Une décision présidentielle ferme et définitive
Alors que des rumeurs persistantes circulaient encore en novembre 2024, le chef de l’État a profité de sa rencontre médiatique pour clarifier la position de l’Algérie. Sa déclaration ne laisse aucune place au doute :
« Il n’y aura pas de points de péage sur l’autoroute », a affirmé Abdelmadjid Tebboune.
Cette annonce garantit que les automobilistes et les transporteurs pourront continuer d’emprunter les 1 216 km reliant l’extrême est à l’extrême ouest du pays sans débourser un centime. Pour le gouvernement, l’enjeu est double : préserver le pouvoir d’achat des citoyens et assurer la fluidité du transport des marchandises sur la colonne vertébrale de l’économie nationale.
La priorité à la sécurité et à la maintenance
Le choix de la gratuité repose sur un constat pragmatique. Avant d’exiger un paiement pour un service, l’infrastructure doit répondre à des standards de qualité irréprochables. Or, plusieurs tronçons nécessitent encore des interventions lourdes.
Les axes de la stratégie nationale
L’Algérienne des Autoroutes (ADA) a d’ores et déjà réorienté ses priorités sous l’impulsion du ministère des Travaux publics :
- Réhabilitation du réseau : Remise à niveau des portions dégradées pour un confort optimal.

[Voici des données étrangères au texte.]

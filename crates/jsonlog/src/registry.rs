//! Category registry
//!
//! [`LogRegistry`] owns the base configuration and the configuration of every
//! registered category. Categories registered without overrides share the base
//! configuration; the others own a copy with their overrides merged in.
//! Nothing can be changed after registration.

use std::sync::Arc;

use indexmap::IndexMap;
use serde_json::Value;

use crate::config::{LogConfig, Options, merge, normalize};
use crate::core::{LogError, LogResult};
use crate::logger::{CategoryLogger, Loggers};
use crate::utils;
use crate::writer::{self, Appender};

/// Configuration slot of a registered category
#[derive(Debug, Clone)]
enum CategoryConfig {
    /// Use the base configuration
    Base,
    /// Base configuration with overrides applied
    Custom(Arc<LogConfig>),
}

/// Builds per-category loggers from a base configuration and overrides
#[derive(Debug)]
pub struct LogRegistry {
    base: Arc<LogConfig>,
    categories: IndexMap<String, CategoryConfig>,
    non_blocking: bool,
}

impl LogRegistry {
    /// Create a registry whose base configuration is the defaults with
    /// `options` applied
    ///
    /// # Errors
    ///
    /// Returns rotation errors raised while applying `options`
    pub fn new(options: Options) -> LogResult<Self> {
        let mut base = LogConfig::default();
        merge(&mut base, &options)?;
        tracing::debug!(
            directory = %base.directory.display(),
            file_name = %base.file_name,
            enable_rotation = base.enable_rotation,
            "base log configuration resolved"
        );

        Ok(Self {
            base: Arc::new(base),
            categories: IndexMap::new(),
            non_blocking: false,
        })
    }

    /// Create a registry from untyped options; see [`Options::from_value`]
    ///
    /// # Errors
    ///
    /// Returns [`LogError::InvalidConfiguration`] for mistyped options and
    /// rotation errors raised while applying them
    pub fn from_value(options: Value) -> LogResult<Self> {
        Self::new(Options::from_value(options)?)
    }

    /// Write through background workers instead of on the emitting thread
    #[must_use]
    pub fn non_blocking(mut self, enabled: bool) -> Self {
        self.non_blocking = enabled;
        self
    }

    /// Base configuration categories without overrides use
    pub fn base_config(&self) -> &LogConfig {
        &self.base
    }

    /// Register `category`, optionally with overrides of the base configuration
    ///
    /// Empty `overrides` share the base configuration.
    ///
    /// # Errors
    ///
    /// - [`LogError::DuplicateCategory`] if `category` is already registered
    /// - rotation errors raised while applying `overrides`
    pub fn register_category(
        &mut self,
        category: impl Into<String>,
        overrides: Options,
    ) -> LogResult<()> {
        let overrides = (!overrides.is_empty()).then_some(overrides);
        self.insert_category(category.into(), overrides.as_ref())
    }

    /// Register `category` with untyped overrides; see [`Options::from_value`]
    ///
    /// Only an absent, non-object or empty object value shares the base
    /// configuration. Any other object is merged into a copy of the base,
    /// even if none of its keys is recognised.
    ///
    /// # Errors
    ///
    /// Same as [`register_category`](Self::register_category), plus
    /// [`LogError::InvalidConfiguration`] for mistyped overrides
    pub fn register_category_value(
        &mut self,
        category: impl Into<String>,
        overrides: Value,
    ) -> LogResult<()> {
        let category = category.into();
        if self.categories.contains_key(&category) {
            return Err(LogError::DuplicateCategory(category));
        }

        let overrides = normalize(overrides);
        let overrides = if overrides.is_empty() {
            None
        } else {
            Some(Options::from_value(Value::Object(overrides))?)
        };
        self.insert_category(category, overrides.as_ref())
    }

    fn insert_category(&mut self, category: String, overrides: Option<&Options>) -> LogResult<()> {
        if self.categories.contains_key(&category) {
            return Err(LogError::DuplicateCategory(category));
        }

        let config = match overrides {
            None => CategoryConfig::Base,
            Some(overrides) => {
                let mut config = LogConfig::clone(&self.base);
                merge(&mut config, overrides)?;
                CategoryConfig::Custom(Arc::new(config))
            }
        };

        tracing::debug!(
            category = %category,
            custom = matches!(config, CategoryConfig::Custom(_)),
            "registered log category"
        );
        self.categories.insert(category, config);
        Ok(())
    }

    /// Whether `category` has been registered
    pub fn contains(&self, category: &str) -> bool {
        self.categories.contains_key(category)
    }

    /// Effective configuration of `category`
    pub fn config(&self, category: &str) -> Option<&LogConfig> {
        self.categories
            .get(category)
            .map(|slot| self.resolve(slot).as_ref())
    }

    /// Whether `category` shares the base configuration
    pub fn uses_base_config(&self, category: &str) -> bool {
        matches!(self.categories.get(category), Some(CategoryConfig::Base))
    }

    fn resolve<'a>(&'a self, slot: &'a CategoryConfig) -> &'a Arc<LogConfig> {
        match slot {
            CategoryConfig::Base => &self.base,
            CategoryConfig::Custom(config) => config,
        }
    }

    /// Appender descriptions of every category, in registration order
    ///
    /// # Errors
    ///
    /// - [`LogError::NoCategoriesRegistered`] if no category was registered
    /// - [`LogError::DirectoryNotFound`] if a category's directory is missing
    pub fn appenders(&self) -> LogResult<Vec<Appender>> {
        if self.categories.is_empty() {
            return Err(LogError::NoCategoriesRegistered);
        }

        self.categories
            .iter()
            .map(|(category, slot)| {
                let config = self.resolve(slot);
                if !config.directory.is_dir() {
                    return Err(LogError::DirectoryNotFound(config.directory.clone()));
                }
                Ok(Appender {
                    category: category.clone(),
                    config: Arc::clone(config),
                })
            })
            .collect()
    }

    /// Open the appender of every category and return their loggers
    ///
    /// # Errors
    ///
    /// - [`LogError::NoCategoriesRegistered`] if no category was registered
    /// - [`LogError::DirectoryNotFound`] if a category's directory is missing
    /// - [`LogError::Writer`] if an appender cannot be opened
    pub fn get_loggers(&self) -> LogResult<Loggers> {
        let appenders = self.appenders()?;
        // Resolve the host address now so rendering never touches the network stack
        let server_ip = utils::server_ip();
        tracing::debug!(server_ip, "host address resolved");

        let mut loggers = IndexMap::with_capacity(appenders.len());
        let mut guards = Vec::new();

        for appender in appenders {
            let (writer, guard) = writer::make_writer(&appender, self.non_blocking)?;
            guards.extend(guard);
            let logger =
                CategoryLogger::new(appender.category.as_str(), appender.config, writer);
            loggers.insert(appender.category, logger);
        }

        Ok(Loggers::new(loggers, guards))
    }
}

- Sécurité routière : Déploiement de moyens de surveillance et de signalisation renforcés.
- Entretien préventif : Garantir la pérennité de l’ouvrage avant toute velléité de rentabilisation.

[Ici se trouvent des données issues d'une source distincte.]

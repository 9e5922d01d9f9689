//! Two categories sharing one base configuration
//!
//! Run with `cargo run -p jsonlog --example categories`; lines land in
//! `./logs/base.log` and `./logs/http.log`.

use jsonlog::prelude::*;
use serde_json::json;

fn main() -> anyhow::Result<()> {
    tracing_subscriber::fmt()
        .with_env_filter(tracing_subscriber::EnvFilter::from_default_env())
        .init();

    let directory = std::env::current_dir()?.join("logs");
    std::fs::create_dir_all(&directory)?;

    let mut registry = LogRegistry::from_value(json!({
        "directory": directory,
        "fileName": "base",
        "enableRotation": true,
        "extraLogFields": ["level", "file", "function", "lineNumber", "serverIp", "category"],
        "rotationOptions": {
            "type": "time",
            "backupCount": 2,
            "frequency": "hourly",
            "archiveBackups": true
        }
    }))?
    .non_blocking(true);

    registry.register_category("app", Options::default())?;
    registry.register_category_value(
        "http",
        json!({
            "fileName": "http",
            "enableRotation": true,
            "extraLogFields": ["serverIp"],
            "rotationOptions": { "type": "size", "backupCount": 2, "maxFileSize": 10 }
        }),
    )?;

    if let Err(e) = registry.register_category("app", Options::default()) {
        eprintln!("{e}");
    }

    let loggers = registry.get_loggers()?;
    do_something(&loggers);
    Ok(())
}

fn do_something(loggers: &Loggers) {
    log_info!(
        loggers["http"],
        json!({ "data": "GET request sent to https://example.com/clients/123" })
    );
    log_debug!(loggers["app"], json!({ "data": { "key": "value" }, "id": 123_456_789 }));
}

Comme l’avait souligné Ali Bouasla, directeur d’entretien de l’ADA, l’objectif premier demeure d’offrir une « infrastructure sûre et bien entretenue ».
Quel avenir pour les 48 gares de péage déjà construites ?
C’est l’un des points techniques les plus sensibles de ce dossier. Depuis le milieu des années 2010, la construction de 48 stations de péage avait été lancée. Si certaines sont inachevées, beaucoup sont déjà prêtes et équipées.
L’enjeu pour l’État sera de réaffecter intelligemment ces investissements publics afin d’éviter qu’ils ne deviennent des « éléphants blancs » à l’abandon le long de l’autoroute.
Dans un contexte de régulation des coûts de transport, la gratuité de l’autoroute Est-Ouest agit comme un amortisseur contre l’inflation des produits de large consommation, dont le prix final dépend largement du coût du fret routier.
L’autoroute Est-Ouest confirme ainsi son statut de service public pur, financé par l’effort national pour soutenir le développement régional et la cohésion du territoire.